The authorities should publish guidance summarising the differences in charity law across the British Isles, according to some charity lawyers.
The Charity Law Association held a symposium in November on the different systems of law and regulation in England and Wales, Scotland, Northern Ireland and Ireland. The transcript was released last week.
Some of those attending, who included charity lawyers, senior officials from the Charity Commission and the Office of the Scottish Charity Regulator, representatives of the UK, Scottish and Northern Ireland governments and academics, said comparative guidance should be published to explain how and where the law differed and how charities should respond.

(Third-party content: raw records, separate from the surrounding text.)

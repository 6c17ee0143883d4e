use std::net::SocketAddr;

use axum::{
    http::{header, Method},
    Router,
};
use tower_http::{
    cors::{Any, CorsLayer},
    services::ServeDir,
    trace::TraceLayer,
};

use crate::{auth, state::AppState};

pub fn cors() -> CorsLayer {
    CorsLayer::new()
        .allow_origin(Any)
        .allow_methods([Method::GET, Method::POST, Method::OPTIONS])
        .allow_headers([header::CONTENT_TYPE])
}

pub fn build_app(state: AppState) -> Router {
    let assets = ServeDir::new(&state.config.assets_dir);
    Router::new()
        .merge(auth::router())
        .nest_service("/animations", assets)
        .with_state(state)
        .layer(cors())
        .layer(
            TraceLayer::new_for_http()
                .make_span_with(|req: &axum::http::Request<_>| {
                    let method = req.method().clone();
                    let uri = req.uri().clone();
                    tracing::info_span!(
                        "http_request",
                        %method,
                        uri = %uri,
                        status = tracing::field::Empty
                    )
                })
                .on_response(
                    |res: &axum::http::Response<_>,
                     latency: std::time::Duration,
                     span: &tracing::Span| {
                        let status = res.status();
                        span.record("status", tracing::field::display(status));
                        let latency_ms = latency.as_millis() as u64;
                        if status.is_server_error() {
                            tracing::error!(%status, latency_ms, "response");
                        } else {
                            tracing::info!(%status, latency_ms, "response");
                        }
                    },
                ),
        )
}

pub async fn serve(app: Router, host: &str, port: u16) -> anyhow::Result<()> {
    let addr: SocketAddr = format!("{}:{}", host, port).parse()?;

    tracing::info!("listening on {}", addr);
    let listener = tokio::net::TcpListener::bind(addr).await?;
    axum::serve(listener, app).await?;
    Ok(())
}
use axum::{
    extract::{rejection::JsonRejection, Query, State},
    http::StatusCode,
    response::Html,
    routing::{get, post},
    Json, Router,
};
use tracing::{error, instrument, warn};

use crate::{
    auth::{
        dto::{
            is_valid_email, EmailQuery, EmailRequest, MessageResponse, ResetPasswordRequest,
            TokenQuery, VerifyRequest,
        },
        error::AuthError,
        verification::{ConfirmOutcome, RequestOutcome, VerificationStatus},
    },
    error::{AppError, Result},
    state::AppState,
};

const VERIFICATION_SENT: &str = "A verification email has been sent. Please check your inbox.";
const ALREADY_VERIFIED: &str = "Your email is already verified!";
const RESET_REQUESTED: &str = "If the email exists, a reset link will be sent.";
const RESEND_REQUESTED: &str = "If the email exists, a verification email will be resent.";
const RESET_DONE: &str = "Password reset successful! You can now log in.";
const INVALID_RESET_LINK: &str = "Invalid or expired reset link.";

pub fn verification_routes() -> Router<AppState> {
    Router::new()
        .route("/", get(verify_form).post(request_verification))
        .route("/verify", get(confirm_verification))
        .route("/check-verified", get(check_verified))
        .route("/resend-verification", post(resend_verification))
}

pub fn reset_routes() -> Router<AppState> {
    Router::new()
        .route("/forgot-password", get(forgot_form).post(request_reset))
        .route("/reset-password", get(reset_form).post(confirm_reset))
}

/// Malformed JSON is handled like an empty body so every endpoint answers
/// with its own "required fields" message.
fn body_or_default<T: Default>(payload: std::result::Result<Json<T>, JsonRejection>) -> T {
    match payload {
        Ok(Json(body)) => body,
        Err(e) => {
            warn!(error = %e, "unreadable json body");
            T::default()
        }
    }
}

pub async fn verify_form(State(state): State<AppState>) -> Html<String> {
    Html(state.pages.verify_request())
}

#[instrument(skip(state, payload))]
pub async fn request_verification(
    State(state): State<AppState>,
    payload: std::result::Result<Json<VerifyRequest>, JsonRejection>,
) -> Result<Json<MessageResponse>> {
    let req = body_or_default(payload);
    if req.email.is_empty() || req.password.is_empty() {
        return Err(AuthError::Validation("Email and password required.".into()).into());
    }
    if !is_valid_email(&req.email) {
        warn!(email = %req.email, "invalid email");
        return Err(AuthError::Validation("Invalid email.".into()).into());
    }

    let message = match state
        .verification
        .request_verification(&req.email, &req.password)
        .await?
    {
        RequestOutcome::VerificationSent => VERIFICATION_SENT,
        RequestOutcome::AlreadyVerified => ALREADY_VERIFIED,
    };
    Ok(Json(MessageResponse::success(message)))
}

#[instrument(skip_all)]
pub async fn confirm_verification(
    State(state): State<AppState>,
    Query(q): Query<TokenQuery>,
) -> (StatusCode, Html<String>) {
    let page = |status, title, message| (status, Html(state.pages.message(title, message)));

    if q.token.is_empty() {
        return page(StatusCode::OK, "Invalid Link", "Verification token is missing.");
    }

    match state.verification.confirm_verification(&q.token).await {
        Ok(ConfirmOutcome::VerifiedSuccessfully) => page(
            StatusCode::OK,
            "Email Verified",
            "Your email is verified successfully!",
        ),
        Ok(ConfirmOutcome::AlreadyVerified) => {
            page(StatusCode::OK, "Already Verified", ALREADY_VERIFIED)
        }
        Err(AuthError::LinkExpired) => page(
            StatusCode::OK,
            "Verification Failed",
            "Email verification failed. The link has expired.",
        ),
        Err(AuthError::InvalidOrExpiredLink) => page(
            StatusCode::OK,
            "Invalid Link",
            "Invalid or expired verification link.",
        ),
        Err(e) => {
            error!(error = %e, "confirm verification failed");
            page(
                StatusCode::INTERNAL_SERVER_ERROR,
                "Error",
                "Could not verify your email. Please try again later.",
            )
        }
    }
}

#[instrument(skip(state))]
pub async fn check_verified(
    State(state): State<AppState>,
    Query(q): Query<EmailQuery>,
) -> (StatusCode, Json<VerificationStatus>) {
    let unknown = VerificationStatus {
        verified: false,
        expired: false,
    };
    if q.email.is_empty() {
        return (StatusCode::BAD_REQUEST, Json(unknown));
    }
    match state.verification.check_verified(&q.email).await {
        Ok(Some(status)) => (StatusCode::OK, Json(status)),
        Ok(None) => (StatusCode::NOT_FOUND, Json(unknown)),
        Err(e) => {
            error!(error = %e, "check verified failed");
            (StatusCode::INTERNAL_SERVER_ERROR, Json(unknown))
        }
    }
}

#[instrument(skip(state, payload))]
pub async fn resend_verification(
    State(state): State<AppState>,
    payload: std::result::Result<Json<EmailRequest>, JsonRejection>,
) -> Result<Json<MessageResponse>> {
    let req = body_or_default(payload);
    if req.email.is_empty() {
        return Err(AppError::bad_request("Email is required."));
    }
    state.verification.resend_verification(&req.email).await?;
    Ok(Json(MessageResponse::plain(RESEND_REQUESTED)))
}

pub async fn forgot_form(State(state): State<AppState>) -> Html<String> {
    Html(state.pages.forgot_password())
}

#[instrument(skip(state, payload))]
pub async fn request_reset(
    State(state): State<AppState>,
    payload: std::result::Result<Json<EmailRequest>, JsonRejection>,
) -> Result<Json<MessageResponse>> {
    let req = body_or_default(payload);
    if req.email.is_empty() {
        return Err(AppError::bad_request("Email is required."));
    }
    state.reset.request_reset(&req.email).await?;
    Ok(Json(MessageResponse::plain(RESET_REQUESTED)))
}

#[instrument(skip_all)]
pub async fn reset_form(
    State(state): State<AppState>,
    Query(q): Query<TokenQuery>,
) -> (StatusCode, Html<String>) {
    match state.reset.reset_form(&q.token).await {
        Ok(token) => (StatusCode::OK, Html(state.pages.reset_password(&token))),
        Err(AuthError::InvalidOrExpiredLink) => (
            StatusCode::OK,
            Html(state.pages.message("Invalid Link", INVALID_RESET_LINK)),
        ),
        Err(e) => {
            error!(error = %e, "reset form lookup failed");
            (
                StatusCode::INTERNAL_SERVER_ERROR,
                Html(state.pages.message("Error", "Please try again later.")),
            )
        }
    }
}

#[instrument(skip_all)]
pub async fn confirm_reset(
    State(state): State<AppState>,
    payload: std::result::Result<Json<ResetPasswordRequest>, JsonRejection>,
) -> Result<Json<MessageResponse>> {
    let req = body_or_default(payload);
    if req.email.is_empty() || req.password.is_empty() || req.token.is_empty() {
        return Err(AppError::bad_request(
            "Email, new password, and token are required.",
        ));
    }

    match state
        .reset
        .confirm_reset(&req.token, &req.email, &req.password)
        .await
    {
        Ok(()) => Ok(Json(MessageResponse::success(RESET_DONE))),
        Err(AuthError::InvalidOrExpiredLink) => Err(AppError::bad_request(INVALID_RESET_LINK)),
        Err(e) => Err(e.into()),
    }
}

It was suggested that HM Revenue & Customs could compile the guidance because it assessed the charitable status of organisations in Scotland and Northern Ireland for tax purposes, but used the English definition of charity.
One major area of divergence is the enforcement of public benefit rules. Ann Phillips, deputy chair of the association, pointed out the different approaches of the Charity Commission and the OSCR. In cases where charities were not delivering public benefit, she said, the commission was expected to open a dialogue to encourage compliance and, as a last resort, could remove trustees or reassign property. In Scotland, Phillips said, the OSCR could ask charities that failed the 'charity test' to take action and, if they did not, had to remove them from the register.
The OSCR has designated the Charity Commission as 'lead regulator' in cross-border cases. Delegates suggested the commission should "ratchet up" its regulatory powers in cross-border cases to make charities comply.